**Aim of the exercise:**
Find each line below where the word "that" occurs, and copy it.

╔══

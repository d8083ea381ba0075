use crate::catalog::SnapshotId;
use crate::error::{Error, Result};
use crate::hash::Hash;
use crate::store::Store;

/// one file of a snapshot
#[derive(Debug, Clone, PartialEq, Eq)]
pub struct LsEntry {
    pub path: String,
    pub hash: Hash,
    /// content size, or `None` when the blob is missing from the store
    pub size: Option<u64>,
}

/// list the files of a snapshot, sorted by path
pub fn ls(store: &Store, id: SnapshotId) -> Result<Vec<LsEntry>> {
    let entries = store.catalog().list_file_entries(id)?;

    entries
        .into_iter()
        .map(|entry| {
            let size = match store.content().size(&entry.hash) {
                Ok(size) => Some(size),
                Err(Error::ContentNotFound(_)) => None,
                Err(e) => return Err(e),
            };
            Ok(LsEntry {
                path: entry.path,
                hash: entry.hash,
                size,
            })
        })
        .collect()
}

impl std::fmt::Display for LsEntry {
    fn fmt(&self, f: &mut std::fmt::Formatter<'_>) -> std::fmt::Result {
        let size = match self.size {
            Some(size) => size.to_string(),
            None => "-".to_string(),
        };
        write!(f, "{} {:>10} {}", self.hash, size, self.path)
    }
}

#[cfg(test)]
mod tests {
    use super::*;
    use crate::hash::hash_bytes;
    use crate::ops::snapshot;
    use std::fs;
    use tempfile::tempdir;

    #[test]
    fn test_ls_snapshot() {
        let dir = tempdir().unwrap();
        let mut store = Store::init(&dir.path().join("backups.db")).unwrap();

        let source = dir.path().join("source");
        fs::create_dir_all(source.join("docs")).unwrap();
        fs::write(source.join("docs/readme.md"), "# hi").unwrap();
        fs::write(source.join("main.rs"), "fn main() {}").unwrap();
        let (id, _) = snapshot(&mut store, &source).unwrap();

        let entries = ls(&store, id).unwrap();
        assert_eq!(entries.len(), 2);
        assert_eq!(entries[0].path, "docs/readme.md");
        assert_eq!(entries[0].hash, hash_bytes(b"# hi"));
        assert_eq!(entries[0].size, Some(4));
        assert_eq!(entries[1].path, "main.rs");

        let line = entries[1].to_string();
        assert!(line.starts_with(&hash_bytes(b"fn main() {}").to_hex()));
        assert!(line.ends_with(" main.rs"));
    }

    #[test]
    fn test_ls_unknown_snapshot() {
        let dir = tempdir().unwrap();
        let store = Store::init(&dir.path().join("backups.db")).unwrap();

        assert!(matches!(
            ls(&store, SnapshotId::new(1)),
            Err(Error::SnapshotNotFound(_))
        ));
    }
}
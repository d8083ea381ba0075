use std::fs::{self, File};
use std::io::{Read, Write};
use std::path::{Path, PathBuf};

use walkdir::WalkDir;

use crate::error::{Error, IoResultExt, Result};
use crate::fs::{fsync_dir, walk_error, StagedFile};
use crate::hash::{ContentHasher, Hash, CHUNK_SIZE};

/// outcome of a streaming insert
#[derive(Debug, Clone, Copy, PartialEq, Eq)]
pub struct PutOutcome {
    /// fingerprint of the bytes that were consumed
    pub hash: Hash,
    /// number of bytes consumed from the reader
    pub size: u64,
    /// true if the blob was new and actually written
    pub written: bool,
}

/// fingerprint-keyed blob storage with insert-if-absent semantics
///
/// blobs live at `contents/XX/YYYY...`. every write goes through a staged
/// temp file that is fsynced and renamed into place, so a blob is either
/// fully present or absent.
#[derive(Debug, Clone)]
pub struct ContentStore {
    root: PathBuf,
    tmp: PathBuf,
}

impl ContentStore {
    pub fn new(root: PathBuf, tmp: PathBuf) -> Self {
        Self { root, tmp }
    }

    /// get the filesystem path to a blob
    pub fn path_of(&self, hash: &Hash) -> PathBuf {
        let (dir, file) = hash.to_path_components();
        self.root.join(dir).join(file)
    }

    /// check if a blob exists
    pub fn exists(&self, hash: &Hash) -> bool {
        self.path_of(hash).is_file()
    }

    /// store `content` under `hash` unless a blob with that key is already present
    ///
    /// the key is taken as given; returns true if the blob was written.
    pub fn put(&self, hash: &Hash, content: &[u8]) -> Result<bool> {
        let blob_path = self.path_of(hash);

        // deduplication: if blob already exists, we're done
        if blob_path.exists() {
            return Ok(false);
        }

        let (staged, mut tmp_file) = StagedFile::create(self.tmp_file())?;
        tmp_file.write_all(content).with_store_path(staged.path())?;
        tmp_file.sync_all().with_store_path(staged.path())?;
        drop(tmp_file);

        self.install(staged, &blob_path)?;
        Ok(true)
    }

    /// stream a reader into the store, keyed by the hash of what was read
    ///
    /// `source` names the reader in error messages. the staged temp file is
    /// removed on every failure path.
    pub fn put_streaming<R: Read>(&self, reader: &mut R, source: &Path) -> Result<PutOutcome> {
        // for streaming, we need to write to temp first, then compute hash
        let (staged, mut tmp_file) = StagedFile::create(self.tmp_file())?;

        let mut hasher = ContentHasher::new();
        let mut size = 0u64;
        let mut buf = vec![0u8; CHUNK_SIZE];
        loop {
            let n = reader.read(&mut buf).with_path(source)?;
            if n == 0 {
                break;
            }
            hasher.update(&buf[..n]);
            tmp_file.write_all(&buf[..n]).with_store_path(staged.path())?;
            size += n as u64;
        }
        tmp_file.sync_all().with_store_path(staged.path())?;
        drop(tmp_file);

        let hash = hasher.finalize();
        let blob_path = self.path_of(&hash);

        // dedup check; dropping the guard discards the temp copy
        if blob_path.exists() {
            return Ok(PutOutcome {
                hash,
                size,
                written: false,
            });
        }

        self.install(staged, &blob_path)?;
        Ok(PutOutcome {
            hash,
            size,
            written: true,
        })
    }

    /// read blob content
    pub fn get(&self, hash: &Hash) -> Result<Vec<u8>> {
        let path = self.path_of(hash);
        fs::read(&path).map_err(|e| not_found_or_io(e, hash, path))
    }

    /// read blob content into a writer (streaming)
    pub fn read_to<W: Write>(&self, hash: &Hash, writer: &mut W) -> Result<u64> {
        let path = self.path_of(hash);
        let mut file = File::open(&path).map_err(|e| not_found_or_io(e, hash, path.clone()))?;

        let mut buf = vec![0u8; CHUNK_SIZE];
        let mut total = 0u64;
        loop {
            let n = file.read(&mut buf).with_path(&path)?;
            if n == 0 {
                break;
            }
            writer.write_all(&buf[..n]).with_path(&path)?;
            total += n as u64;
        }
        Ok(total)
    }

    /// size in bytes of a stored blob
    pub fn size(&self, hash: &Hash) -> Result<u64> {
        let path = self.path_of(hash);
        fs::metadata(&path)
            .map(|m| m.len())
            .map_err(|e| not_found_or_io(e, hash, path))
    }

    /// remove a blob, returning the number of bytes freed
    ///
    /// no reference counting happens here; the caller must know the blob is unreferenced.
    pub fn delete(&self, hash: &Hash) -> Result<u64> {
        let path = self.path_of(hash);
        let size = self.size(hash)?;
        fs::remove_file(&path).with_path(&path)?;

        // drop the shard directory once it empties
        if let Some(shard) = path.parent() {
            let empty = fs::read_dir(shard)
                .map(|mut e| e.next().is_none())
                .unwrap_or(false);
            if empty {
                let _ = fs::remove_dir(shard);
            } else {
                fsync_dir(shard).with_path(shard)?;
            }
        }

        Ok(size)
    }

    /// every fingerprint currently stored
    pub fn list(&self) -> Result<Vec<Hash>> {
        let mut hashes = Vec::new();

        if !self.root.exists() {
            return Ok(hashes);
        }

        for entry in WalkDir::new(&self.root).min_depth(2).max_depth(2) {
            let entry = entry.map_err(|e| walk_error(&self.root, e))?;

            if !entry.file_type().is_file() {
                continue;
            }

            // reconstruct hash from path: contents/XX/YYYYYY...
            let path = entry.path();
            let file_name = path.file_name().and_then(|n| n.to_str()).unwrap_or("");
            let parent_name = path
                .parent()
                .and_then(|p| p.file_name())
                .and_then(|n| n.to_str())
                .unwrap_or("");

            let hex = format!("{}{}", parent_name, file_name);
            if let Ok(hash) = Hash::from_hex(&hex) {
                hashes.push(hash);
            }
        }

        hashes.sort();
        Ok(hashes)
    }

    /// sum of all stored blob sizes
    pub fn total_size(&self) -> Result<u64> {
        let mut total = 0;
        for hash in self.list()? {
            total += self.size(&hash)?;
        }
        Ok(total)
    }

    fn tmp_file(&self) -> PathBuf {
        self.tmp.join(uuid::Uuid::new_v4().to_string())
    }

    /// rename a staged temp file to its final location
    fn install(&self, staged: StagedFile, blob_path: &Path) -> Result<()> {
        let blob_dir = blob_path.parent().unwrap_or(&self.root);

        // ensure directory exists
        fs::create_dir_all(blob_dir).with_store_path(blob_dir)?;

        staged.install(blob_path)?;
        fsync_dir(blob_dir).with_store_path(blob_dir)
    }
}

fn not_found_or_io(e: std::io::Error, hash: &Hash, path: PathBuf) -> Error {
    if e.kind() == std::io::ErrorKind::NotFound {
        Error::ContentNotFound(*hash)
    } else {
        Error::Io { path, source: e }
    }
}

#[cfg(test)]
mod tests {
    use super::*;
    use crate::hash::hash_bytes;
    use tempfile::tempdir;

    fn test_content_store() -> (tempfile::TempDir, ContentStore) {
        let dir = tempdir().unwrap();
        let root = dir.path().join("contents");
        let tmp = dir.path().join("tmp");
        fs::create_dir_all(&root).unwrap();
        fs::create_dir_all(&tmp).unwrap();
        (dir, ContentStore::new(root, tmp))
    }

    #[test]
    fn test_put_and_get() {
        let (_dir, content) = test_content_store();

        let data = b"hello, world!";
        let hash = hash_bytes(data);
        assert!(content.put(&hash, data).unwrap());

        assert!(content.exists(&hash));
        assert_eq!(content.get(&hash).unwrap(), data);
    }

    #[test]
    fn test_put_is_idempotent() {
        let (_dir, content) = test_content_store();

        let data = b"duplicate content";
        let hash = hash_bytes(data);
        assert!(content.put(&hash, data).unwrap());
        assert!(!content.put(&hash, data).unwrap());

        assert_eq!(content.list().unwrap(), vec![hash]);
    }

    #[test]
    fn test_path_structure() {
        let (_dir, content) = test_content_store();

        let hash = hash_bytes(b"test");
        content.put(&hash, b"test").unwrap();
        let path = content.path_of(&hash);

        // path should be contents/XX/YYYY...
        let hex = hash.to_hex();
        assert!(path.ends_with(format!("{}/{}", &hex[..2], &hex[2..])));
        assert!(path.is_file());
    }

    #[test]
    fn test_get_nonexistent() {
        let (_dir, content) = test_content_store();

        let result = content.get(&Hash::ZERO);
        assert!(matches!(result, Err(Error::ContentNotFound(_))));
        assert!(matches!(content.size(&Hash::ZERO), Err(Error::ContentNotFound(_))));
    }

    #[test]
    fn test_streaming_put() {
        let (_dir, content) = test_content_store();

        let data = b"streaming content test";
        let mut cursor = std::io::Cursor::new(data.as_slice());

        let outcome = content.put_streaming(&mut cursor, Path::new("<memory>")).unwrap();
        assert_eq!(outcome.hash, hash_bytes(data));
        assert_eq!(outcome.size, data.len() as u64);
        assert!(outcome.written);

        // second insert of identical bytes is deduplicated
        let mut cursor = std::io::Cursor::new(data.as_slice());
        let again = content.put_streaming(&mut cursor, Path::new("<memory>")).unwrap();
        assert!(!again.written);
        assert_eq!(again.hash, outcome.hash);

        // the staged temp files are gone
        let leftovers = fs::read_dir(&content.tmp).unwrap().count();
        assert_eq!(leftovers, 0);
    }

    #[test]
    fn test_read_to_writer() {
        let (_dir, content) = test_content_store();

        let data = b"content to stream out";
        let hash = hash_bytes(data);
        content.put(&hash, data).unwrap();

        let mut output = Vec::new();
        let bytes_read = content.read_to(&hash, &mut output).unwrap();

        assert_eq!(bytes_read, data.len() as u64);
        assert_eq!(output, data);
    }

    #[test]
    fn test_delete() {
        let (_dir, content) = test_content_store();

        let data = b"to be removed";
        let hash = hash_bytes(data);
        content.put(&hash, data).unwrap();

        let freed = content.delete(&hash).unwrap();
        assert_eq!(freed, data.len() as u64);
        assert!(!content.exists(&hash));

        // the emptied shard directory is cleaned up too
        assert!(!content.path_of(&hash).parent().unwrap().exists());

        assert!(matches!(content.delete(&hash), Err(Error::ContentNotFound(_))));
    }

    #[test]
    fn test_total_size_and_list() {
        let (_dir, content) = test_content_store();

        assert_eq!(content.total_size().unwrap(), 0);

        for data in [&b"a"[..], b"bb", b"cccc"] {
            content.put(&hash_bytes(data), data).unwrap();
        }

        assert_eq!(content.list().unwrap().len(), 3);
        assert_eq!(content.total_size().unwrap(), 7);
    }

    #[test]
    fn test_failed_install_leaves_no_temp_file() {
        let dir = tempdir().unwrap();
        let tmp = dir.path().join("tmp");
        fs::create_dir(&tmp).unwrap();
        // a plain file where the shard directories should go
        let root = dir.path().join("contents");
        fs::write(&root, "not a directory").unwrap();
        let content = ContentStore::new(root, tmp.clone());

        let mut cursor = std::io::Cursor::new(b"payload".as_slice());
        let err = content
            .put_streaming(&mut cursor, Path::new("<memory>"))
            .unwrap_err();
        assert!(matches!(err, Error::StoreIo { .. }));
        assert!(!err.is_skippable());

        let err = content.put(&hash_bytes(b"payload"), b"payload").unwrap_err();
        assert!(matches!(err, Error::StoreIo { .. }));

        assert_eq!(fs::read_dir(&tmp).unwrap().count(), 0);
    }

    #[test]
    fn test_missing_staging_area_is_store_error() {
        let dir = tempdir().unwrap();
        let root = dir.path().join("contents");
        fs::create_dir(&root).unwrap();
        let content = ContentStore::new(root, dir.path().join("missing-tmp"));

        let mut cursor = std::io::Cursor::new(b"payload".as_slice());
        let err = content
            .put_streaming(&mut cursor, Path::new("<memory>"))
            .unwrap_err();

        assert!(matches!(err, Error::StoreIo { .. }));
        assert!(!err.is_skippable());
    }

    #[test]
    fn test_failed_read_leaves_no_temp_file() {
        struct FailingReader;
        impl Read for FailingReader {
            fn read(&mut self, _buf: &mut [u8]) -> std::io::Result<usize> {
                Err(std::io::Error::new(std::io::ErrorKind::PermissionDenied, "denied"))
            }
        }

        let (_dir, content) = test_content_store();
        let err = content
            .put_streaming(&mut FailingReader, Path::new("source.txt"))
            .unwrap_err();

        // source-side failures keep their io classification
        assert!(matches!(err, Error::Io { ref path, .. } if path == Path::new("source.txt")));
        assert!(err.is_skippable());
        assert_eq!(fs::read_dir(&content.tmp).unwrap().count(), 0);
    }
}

╚══

**Reply to the exercise:**
    /// fingerprint of the bytes that were consumed
/// temp file that is fsynced and renamed into place, so a blob is either
    /// store `content` under `hash` unless a blob with that key is already present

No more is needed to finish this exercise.